[EXERCISE AIM] Find every line below with the string "contains" and pick it out.

(Dataset entries)
▶

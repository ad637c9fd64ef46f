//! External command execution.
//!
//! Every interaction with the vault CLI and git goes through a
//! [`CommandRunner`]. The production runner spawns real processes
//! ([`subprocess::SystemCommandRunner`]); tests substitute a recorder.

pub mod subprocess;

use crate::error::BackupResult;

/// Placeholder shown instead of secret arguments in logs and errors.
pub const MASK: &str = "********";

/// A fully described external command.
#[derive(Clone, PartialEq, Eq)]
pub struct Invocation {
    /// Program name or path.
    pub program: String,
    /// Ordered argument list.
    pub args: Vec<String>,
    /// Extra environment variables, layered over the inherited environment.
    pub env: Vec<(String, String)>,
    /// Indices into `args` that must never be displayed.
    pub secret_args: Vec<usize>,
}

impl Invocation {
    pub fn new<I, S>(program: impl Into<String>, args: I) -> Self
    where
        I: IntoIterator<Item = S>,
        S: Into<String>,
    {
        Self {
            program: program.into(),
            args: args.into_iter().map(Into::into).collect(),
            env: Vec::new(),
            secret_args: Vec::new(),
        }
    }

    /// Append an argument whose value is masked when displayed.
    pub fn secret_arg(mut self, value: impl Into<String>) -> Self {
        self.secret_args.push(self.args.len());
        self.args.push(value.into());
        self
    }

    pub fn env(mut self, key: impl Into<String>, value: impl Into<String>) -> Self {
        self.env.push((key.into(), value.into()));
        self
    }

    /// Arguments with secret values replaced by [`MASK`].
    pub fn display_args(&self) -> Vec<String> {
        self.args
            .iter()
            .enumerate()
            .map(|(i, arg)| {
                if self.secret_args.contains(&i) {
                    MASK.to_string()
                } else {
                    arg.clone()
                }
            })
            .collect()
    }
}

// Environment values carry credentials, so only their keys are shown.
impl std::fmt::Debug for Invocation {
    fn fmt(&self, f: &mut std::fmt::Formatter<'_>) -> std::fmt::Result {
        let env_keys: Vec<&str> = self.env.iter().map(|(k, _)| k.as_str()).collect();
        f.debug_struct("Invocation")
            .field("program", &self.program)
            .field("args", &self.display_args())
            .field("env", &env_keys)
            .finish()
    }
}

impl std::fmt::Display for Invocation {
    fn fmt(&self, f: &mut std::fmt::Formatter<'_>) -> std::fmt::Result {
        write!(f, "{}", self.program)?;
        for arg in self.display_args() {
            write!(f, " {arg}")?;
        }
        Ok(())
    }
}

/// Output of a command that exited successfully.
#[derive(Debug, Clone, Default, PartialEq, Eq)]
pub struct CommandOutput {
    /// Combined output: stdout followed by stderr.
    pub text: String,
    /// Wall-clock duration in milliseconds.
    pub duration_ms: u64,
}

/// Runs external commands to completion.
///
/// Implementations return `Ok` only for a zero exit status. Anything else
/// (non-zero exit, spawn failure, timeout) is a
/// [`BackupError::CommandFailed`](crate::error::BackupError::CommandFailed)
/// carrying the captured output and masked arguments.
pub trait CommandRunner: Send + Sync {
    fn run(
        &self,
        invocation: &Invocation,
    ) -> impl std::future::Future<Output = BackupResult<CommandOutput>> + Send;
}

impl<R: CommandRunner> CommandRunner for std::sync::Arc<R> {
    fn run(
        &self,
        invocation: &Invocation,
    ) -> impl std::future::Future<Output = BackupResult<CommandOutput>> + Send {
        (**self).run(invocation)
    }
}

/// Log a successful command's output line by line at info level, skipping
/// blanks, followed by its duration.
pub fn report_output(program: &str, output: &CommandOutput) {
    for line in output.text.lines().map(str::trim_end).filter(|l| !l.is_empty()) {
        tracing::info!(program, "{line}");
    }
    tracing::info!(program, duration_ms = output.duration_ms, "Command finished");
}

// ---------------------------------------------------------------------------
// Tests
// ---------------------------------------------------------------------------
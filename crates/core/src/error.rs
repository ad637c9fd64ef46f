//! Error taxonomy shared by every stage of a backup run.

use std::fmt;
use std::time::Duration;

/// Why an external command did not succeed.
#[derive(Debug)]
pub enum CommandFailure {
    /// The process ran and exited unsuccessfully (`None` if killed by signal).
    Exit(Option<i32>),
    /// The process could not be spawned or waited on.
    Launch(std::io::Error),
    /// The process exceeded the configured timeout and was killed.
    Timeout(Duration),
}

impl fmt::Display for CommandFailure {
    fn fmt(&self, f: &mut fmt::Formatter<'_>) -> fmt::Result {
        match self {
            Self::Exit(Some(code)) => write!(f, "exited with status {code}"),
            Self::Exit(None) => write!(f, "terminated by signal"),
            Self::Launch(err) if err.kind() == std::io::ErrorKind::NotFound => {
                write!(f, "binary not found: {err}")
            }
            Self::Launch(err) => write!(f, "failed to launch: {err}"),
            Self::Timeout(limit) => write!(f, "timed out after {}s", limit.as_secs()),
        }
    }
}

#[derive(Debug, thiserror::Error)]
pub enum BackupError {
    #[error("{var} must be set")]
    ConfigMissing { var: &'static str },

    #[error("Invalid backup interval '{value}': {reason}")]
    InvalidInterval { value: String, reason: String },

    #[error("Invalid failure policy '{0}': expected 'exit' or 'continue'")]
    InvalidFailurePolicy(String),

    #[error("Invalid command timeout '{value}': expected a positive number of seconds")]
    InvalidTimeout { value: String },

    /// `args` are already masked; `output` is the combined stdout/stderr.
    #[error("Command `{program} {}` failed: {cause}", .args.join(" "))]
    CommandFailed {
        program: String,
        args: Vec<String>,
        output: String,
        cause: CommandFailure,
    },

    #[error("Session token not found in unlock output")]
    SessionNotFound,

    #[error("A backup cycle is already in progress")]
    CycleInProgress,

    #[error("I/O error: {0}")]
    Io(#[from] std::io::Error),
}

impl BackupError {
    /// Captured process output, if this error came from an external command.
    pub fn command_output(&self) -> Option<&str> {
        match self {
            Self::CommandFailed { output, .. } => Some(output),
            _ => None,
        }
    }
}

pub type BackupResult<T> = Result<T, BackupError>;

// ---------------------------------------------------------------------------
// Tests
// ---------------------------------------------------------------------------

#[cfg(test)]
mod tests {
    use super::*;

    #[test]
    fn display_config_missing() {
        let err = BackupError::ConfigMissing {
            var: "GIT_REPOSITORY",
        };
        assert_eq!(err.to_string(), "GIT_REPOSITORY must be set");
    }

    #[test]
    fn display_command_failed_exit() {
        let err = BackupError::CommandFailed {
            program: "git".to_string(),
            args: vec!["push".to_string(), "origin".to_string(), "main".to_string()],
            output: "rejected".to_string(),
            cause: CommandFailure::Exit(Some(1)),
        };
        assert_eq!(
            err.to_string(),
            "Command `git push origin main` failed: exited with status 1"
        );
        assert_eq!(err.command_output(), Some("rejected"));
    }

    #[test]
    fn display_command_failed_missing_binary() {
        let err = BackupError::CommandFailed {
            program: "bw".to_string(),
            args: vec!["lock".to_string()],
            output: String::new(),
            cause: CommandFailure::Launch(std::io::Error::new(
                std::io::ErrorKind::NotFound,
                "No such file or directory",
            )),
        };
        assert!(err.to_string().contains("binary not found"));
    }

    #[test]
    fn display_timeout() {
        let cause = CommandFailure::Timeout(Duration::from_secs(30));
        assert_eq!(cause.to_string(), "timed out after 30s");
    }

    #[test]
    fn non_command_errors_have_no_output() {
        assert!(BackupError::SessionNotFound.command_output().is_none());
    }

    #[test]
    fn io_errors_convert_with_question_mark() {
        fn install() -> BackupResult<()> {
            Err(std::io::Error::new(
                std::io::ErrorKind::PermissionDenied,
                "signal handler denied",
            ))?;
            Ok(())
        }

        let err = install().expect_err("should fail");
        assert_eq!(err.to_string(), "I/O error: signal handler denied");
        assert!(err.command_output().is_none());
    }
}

◀

[RESPONSE BOX]
                if self.secret_args.contains(&i) {
        assert!(err.to_string().contains("binary not found"));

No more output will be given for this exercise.